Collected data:

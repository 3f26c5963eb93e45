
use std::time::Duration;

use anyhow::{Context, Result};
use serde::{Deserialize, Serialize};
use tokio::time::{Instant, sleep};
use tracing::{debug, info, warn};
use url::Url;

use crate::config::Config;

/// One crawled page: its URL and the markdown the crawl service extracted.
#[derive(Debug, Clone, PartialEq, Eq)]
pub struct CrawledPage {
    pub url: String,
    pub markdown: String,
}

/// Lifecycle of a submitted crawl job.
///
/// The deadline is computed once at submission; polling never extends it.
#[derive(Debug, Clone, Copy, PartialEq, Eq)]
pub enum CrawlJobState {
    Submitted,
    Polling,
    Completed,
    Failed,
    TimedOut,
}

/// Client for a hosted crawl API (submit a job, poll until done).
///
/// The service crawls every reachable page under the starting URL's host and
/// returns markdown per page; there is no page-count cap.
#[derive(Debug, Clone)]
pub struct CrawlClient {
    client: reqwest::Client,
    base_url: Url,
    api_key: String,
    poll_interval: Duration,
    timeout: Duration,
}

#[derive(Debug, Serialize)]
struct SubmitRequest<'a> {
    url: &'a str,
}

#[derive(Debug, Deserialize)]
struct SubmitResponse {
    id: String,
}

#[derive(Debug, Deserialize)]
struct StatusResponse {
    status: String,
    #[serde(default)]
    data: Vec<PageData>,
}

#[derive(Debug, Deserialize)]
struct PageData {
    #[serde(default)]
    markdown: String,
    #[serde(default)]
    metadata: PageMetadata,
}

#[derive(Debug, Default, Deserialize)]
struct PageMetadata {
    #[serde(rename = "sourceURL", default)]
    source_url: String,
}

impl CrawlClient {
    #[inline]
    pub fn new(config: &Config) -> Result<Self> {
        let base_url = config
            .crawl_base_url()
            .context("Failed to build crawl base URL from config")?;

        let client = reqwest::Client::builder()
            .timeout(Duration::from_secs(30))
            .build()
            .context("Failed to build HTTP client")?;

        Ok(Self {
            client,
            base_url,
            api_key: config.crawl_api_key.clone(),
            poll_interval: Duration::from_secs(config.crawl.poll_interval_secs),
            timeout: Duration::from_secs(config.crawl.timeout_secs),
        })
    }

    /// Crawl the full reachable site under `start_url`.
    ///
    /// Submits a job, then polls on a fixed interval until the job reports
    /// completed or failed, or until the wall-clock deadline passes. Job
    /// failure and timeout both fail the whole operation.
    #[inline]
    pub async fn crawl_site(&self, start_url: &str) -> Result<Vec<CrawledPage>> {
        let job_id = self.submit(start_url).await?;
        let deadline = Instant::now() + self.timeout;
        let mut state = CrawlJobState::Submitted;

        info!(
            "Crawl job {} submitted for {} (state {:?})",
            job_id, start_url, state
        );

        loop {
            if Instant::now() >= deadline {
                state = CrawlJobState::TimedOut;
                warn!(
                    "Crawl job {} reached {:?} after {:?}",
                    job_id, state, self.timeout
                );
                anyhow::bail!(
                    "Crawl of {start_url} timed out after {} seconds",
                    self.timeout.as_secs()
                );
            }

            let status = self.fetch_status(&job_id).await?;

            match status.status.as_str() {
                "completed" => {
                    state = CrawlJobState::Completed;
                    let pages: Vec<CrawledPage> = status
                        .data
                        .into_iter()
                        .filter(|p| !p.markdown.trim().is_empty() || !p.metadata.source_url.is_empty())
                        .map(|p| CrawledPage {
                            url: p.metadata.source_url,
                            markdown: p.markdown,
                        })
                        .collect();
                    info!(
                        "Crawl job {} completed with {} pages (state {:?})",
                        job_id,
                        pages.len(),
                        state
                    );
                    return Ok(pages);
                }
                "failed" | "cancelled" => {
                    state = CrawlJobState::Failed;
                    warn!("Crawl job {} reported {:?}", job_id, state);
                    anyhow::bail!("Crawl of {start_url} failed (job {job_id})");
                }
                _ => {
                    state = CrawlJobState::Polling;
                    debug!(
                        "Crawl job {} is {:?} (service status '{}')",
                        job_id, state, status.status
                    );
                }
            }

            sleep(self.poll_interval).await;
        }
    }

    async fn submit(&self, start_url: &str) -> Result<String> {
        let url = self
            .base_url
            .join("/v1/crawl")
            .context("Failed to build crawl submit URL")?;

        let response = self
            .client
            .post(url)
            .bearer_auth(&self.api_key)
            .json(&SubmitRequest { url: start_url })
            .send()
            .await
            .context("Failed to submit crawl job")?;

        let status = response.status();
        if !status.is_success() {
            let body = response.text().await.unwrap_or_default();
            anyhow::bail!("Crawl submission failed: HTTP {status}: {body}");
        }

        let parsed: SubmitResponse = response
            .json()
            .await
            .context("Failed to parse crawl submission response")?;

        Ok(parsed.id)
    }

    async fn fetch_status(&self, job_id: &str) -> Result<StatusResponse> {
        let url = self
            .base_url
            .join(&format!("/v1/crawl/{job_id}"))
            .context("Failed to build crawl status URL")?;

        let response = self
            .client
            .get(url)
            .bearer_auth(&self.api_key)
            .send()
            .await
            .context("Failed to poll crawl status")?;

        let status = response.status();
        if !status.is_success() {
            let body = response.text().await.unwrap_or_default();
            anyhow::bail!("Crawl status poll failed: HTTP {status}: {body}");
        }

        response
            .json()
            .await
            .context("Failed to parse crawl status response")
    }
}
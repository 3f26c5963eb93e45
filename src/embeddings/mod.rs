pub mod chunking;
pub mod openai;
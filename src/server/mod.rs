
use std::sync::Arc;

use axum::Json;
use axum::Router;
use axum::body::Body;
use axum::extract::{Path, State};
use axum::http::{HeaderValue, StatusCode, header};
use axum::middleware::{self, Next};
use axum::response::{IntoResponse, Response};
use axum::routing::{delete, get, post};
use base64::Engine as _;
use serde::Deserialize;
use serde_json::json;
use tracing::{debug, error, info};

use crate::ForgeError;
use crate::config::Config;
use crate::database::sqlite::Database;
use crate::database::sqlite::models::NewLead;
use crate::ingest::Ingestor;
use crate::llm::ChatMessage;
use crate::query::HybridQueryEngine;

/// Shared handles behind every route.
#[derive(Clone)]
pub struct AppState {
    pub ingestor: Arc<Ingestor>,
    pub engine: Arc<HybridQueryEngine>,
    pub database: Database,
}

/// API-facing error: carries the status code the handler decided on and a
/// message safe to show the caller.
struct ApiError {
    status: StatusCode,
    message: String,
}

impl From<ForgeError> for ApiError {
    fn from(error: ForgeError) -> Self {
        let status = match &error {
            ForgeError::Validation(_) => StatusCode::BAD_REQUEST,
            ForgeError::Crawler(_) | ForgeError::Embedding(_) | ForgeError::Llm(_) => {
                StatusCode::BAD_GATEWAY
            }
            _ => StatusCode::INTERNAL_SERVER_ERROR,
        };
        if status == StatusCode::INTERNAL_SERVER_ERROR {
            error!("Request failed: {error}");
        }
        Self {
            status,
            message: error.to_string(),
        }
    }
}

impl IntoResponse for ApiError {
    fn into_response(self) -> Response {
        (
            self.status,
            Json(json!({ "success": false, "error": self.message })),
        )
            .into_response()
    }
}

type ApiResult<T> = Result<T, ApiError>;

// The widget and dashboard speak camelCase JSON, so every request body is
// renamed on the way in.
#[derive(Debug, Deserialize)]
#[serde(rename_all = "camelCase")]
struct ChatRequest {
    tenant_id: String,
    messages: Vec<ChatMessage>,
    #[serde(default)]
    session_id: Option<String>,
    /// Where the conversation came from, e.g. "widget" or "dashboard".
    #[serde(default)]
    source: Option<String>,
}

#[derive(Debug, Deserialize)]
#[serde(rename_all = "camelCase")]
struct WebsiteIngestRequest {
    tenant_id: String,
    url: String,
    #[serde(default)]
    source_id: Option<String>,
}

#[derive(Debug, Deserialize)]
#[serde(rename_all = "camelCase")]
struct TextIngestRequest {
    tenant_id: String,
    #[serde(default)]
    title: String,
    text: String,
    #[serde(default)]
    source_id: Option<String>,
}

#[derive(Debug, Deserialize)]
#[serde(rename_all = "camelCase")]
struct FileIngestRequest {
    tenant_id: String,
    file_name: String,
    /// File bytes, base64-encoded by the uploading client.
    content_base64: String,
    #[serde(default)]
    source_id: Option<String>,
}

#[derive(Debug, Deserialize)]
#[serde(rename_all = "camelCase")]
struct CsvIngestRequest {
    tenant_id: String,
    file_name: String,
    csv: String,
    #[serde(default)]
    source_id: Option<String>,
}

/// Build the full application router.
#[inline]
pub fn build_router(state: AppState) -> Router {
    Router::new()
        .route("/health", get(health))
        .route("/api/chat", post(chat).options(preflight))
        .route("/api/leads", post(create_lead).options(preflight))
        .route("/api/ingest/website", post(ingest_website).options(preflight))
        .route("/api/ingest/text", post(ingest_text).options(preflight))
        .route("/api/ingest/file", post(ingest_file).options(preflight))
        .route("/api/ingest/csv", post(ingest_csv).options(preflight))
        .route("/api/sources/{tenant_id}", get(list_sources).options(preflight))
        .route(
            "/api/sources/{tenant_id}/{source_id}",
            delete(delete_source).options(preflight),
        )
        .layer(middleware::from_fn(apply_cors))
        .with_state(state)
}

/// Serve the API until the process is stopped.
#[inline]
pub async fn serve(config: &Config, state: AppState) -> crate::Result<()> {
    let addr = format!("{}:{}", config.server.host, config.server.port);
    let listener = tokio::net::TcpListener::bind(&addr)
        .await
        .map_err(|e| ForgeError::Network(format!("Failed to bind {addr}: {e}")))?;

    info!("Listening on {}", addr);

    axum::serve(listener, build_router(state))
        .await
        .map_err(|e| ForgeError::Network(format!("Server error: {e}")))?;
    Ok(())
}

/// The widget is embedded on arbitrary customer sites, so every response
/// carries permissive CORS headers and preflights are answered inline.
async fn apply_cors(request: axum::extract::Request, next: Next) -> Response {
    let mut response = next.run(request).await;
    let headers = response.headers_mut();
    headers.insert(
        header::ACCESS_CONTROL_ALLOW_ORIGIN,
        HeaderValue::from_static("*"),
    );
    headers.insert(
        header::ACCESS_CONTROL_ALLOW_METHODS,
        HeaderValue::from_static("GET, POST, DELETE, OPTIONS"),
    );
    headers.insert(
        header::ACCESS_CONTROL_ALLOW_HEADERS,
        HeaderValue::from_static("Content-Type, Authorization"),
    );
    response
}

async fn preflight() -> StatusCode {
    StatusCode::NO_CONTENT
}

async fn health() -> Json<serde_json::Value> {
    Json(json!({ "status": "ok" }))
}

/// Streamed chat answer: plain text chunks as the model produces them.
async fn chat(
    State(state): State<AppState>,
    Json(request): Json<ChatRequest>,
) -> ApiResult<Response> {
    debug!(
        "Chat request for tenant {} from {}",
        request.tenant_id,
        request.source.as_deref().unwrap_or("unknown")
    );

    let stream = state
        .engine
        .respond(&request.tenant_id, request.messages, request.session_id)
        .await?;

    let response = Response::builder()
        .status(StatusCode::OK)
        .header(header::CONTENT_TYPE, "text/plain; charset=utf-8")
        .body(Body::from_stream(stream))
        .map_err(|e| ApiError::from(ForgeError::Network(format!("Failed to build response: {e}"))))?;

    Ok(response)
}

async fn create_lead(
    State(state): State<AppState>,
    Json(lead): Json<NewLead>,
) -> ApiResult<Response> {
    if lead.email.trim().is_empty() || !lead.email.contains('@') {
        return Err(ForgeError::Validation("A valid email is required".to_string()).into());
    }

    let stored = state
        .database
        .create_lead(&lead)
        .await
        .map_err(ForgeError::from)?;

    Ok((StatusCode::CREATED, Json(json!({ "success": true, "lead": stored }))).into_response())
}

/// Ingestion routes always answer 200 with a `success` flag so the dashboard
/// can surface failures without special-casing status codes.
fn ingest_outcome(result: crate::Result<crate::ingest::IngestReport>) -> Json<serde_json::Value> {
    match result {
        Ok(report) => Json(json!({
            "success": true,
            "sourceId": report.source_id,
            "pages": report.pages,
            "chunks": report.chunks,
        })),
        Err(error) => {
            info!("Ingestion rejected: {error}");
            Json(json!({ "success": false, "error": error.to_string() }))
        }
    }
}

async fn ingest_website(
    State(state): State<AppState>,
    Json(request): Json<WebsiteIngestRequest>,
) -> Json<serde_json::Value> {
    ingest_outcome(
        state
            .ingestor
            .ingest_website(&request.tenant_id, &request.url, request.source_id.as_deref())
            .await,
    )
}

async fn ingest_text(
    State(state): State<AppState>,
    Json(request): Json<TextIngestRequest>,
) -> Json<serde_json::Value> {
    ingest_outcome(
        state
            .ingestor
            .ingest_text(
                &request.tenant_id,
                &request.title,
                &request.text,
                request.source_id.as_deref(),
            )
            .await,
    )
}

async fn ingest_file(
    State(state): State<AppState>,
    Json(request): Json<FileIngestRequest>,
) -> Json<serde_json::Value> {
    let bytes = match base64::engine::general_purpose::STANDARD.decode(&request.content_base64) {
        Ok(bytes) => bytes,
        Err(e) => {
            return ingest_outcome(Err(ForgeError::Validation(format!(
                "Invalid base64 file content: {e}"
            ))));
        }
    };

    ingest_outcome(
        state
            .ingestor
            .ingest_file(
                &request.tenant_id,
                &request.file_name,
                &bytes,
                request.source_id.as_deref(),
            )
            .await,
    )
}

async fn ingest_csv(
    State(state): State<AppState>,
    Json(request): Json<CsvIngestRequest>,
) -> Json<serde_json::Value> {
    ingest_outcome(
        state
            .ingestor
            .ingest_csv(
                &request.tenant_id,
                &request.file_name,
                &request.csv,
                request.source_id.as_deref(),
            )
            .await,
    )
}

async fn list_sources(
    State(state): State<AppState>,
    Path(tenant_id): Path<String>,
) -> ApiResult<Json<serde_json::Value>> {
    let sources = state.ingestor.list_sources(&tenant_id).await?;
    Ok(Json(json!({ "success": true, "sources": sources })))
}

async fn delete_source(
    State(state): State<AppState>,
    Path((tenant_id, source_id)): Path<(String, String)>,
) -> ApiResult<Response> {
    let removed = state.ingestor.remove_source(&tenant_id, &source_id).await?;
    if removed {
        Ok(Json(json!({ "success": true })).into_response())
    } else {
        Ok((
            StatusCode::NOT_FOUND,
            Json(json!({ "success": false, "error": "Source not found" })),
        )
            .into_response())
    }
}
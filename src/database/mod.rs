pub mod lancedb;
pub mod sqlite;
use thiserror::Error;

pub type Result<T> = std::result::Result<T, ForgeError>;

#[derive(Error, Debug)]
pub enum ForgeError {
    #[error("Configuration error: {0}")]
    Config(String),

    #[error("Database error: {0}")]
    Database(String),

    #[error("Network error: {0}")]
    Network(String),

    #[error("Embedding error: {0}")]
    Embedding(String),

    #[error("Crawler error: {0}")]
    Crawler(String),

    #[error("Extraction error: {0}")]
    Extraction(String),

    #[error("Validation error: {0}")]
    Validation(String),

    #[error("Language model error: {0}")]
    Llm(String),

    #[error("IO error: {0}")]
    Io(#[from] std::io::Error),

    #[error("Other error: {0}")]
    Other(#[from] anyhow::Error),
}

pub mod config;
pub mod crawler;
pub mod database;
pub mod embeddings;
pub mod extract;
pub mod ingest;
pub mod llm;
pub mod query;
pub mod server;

Exercise: In the records above, locate each line with the word "SubmitResponse". Copy all such lines.

Solved problem:
struct SubmitResponse {
        let parsed: SubmitResponse = response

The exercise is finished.